• WHAT YOU WILL DO: Among the entries below, one stretch runs from the line that contains "Generic = -1" through the line that contains "BufferEmpty = -9". Repeat that stretch exactly, ends included, and only that.

• DATASET EXCERPTS:
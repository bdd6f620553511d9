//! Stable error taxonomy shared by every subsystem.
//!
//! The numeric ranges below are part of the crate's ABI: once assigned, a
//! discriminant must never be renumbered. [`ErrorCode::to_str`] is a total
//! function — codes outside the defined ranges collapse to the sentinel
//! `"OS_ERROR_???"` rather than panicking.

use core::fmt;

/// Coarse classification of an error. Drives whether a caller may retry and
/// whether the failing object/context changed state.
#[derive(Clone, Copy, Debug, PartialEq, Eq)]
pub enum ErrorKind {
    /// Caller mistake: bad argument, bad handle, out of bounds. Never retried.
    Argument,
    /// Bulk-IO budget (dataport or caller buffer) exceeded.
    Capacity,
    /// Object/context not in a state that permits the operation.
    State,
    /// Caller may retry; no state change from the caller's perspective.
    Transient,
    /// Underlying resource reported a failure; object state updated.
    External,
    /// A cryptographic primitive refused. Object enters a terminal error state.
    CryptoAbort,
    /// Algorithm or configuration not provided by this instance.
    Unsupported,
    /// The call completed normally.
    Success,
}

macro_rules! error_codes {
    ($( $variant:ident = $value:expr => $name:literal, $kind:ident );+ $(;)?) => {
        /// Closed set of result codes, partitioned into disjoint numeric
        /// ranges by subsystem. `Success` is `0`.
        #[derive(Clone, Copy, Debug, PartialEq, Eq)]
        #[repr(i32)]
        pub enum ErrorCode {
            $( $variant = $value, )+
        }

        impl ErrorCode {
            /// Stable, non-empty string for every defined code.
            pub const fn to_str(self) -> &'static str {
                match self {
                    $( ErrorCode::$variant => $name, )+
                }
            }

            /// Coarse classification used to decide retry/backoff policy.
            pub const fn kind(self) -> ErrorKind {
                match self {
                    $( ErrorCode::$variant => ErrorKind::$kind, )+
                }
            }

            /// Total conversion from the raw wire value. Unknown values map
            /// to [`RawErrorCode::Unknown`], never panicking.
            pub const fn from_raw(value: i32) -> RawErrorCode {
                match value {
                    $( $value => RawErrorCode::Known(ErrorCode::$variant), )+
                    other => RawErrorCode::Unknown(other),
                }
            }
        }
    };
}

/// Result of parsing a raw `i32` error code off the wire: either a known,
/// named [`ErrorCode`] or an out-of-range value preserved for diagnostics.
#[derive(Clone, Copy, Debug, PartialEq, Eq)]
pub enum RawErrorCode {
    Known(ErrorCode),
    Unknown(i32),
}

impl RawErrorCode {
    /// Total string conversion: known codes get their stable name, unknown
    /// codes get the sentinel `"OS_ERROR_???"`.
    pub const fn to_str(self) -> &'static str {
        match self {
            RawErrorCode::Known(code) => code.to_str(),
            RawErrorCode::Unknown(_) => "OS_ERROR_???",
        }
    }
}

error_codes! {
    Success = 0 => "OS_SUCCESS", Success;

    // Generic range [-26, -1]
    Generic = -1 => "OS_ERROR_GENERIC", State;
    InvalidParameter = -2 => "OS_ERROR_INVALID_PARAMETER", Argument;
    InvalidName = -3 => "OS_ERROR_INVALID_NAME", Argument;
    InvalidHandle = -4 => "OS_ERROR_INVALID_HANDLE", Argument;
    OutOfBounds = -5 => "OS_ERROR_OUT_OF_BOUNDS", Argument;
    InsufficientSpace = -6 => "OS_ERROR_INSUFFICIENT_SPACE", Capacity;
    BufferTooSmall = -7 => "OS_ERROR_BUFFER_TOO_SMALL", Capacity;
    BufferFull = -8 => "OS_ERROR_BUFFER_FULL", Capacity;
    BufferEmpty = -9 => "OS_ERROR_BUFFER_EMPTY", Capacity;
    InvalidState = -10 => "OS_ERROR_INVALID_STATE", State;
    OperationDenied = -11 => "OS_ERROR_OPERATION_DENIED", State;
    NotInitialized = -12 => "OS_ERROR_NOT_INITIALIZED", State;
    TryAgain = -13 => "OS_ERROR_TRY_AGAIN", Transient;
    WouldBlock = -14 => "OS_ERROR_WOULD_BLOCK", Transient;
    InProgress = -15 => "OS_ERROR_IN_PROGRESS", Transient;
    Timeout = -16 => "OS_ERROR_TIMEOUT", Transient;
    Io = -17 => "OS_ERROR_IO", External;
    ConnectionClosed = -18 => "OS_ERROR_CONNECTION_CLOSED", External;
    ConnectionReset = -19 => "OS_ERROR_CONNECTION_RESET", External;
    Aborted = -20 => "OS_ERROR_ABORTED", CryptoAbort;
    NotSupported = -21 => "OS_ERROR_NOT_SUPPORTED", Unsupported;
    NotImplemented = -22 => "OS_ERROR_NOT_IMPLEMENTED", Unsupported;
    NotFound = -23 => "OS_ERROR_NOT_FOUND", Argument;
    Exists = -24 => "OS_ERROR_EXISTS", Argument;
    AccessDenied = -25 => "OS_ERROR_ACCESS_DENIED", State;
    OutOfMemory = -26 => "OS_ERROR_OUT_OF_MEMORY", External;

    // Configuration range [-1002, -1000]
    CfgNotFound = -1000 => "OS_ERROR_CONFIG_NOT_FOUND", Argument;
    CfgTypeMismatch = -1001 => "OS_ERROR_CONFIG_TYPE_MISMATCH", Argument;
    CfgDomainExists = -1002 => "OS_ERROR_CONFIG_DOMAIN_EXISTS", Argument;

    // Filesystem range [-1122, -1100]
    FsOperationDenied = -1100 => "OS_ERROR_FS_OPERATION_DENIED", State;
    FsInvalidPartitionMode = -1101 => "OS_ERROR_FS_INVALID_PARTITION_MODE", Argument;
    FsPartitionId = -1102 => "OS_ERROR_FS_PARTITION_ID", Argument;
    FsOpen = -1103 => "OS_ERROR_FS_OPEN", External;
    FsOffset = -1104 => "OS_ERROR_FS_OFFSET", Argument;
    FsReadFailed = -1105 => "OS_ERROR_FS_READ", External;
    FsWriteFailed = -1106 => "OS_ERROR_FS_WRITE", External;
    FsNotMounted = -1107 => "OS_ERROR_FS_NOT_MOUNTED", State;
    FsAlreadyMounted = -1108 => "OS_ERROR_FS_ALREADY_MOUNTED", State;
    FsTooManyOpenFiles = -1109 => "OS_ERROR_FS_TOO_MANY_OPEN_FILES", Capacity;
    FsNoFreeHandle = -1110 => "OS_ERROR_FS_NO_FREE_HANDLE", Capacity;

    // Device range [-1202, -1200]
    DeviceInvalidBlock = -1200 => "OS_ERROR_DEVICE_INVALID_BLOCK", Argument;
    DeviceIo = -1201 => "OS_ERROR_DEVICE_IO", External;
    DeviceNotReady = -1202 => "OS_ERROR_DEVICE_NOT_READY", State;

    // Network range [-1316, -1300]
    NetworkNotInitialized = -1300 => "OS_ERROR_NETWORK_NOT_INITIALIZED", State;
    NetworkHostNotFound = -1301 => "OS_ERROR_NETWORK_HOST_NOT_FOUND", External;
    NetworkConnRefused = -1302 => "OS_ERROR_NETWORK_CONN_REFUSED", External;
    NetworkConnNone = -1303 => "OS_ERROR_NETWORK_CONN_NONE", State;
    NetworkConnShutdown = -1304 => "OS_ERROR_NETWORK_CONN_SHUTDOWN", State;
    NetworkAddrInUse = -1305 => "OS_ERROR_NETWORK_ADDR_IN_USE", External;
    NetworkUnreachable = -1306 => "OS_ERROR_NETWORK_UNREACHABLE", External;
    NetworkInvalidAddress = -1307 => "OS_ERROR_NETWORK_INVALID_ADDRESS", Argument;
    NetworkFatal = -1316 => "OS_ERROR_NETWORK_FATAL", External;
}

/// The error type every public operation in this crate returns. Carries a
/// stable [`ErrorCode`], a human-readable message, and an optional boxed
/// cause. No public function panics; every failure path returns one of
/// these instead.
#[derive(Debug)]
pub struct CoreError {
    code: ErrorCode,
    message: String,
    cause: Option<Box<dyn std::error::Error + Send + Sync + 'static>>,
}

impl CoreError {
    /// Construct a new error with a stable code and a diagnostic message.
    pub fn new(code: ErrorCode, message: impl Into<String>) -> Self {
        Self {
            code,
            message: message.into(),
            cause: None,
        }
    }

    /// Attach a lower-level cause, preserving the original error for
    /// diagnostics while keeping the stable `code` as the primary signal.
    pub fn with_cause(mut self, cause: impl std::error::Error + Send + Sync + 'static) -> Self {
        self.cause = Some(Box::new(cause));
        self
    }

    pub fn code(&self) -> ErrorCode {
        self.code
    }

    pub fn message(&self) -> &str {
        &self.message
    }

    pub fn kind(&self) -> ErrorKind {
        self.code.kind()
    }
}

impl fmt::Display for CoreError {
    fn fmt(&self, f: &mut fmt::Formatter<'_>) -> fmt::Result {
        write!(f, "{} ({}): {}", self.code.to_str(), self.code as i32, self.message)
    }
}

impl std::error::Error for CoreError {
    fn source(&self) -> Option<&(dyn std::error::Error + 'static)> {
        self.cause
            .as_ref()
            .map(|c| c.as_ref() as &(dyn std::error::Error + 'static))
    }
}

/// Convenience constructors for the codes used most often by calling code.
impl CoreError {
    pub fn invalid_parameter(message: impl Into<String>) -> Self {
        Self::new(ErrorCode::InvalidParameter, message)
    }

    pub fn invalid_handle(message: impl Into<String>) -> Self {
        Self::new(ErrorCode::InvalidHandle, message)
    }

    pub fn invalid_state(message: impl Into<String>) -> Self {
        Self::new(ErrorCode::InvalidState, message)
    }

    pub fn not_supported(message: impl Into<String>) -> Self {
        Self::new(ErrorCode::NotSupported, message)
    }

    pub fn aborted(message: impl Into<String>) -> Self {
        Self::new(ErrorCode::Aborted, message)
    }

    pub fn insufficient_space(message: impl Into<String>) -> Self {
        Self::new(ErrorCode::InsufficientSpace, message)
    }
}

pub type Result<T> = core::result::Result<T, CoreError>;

• EXERCISE OUTPUT:
    Generic = -1 => "OS_ERROR_GENERIC", State;
    InvalidParameter = -2 => "OS_ERROR_INVALID_PARAMETER", Argument;
    InvalidName = -3 => "OS_ERROR_INVALID_NAME", Argument;
    InvalidHandle = -4 => "OS_ERROR_INVALID_HANDLE", Argument;
    OutOfBounds = -5 => "OS_ERROR_OUT_OF_BOUNDS", Argument;
    InsufficientSpace = -6 => "OS_ERROR_INSUFFICIENT_SPACE", Capacity;
    BufferTooSmall = -7 => "OS_ERROR_BUFFER_TOO_SMALL", Capacity;
    BufferFull = -8 => "OS_ERROR_BUFFER_FULL", Capacity;
    BufferEmpty = -9 => "OS_ERROR_BUFFER_EMPTY", Capacity;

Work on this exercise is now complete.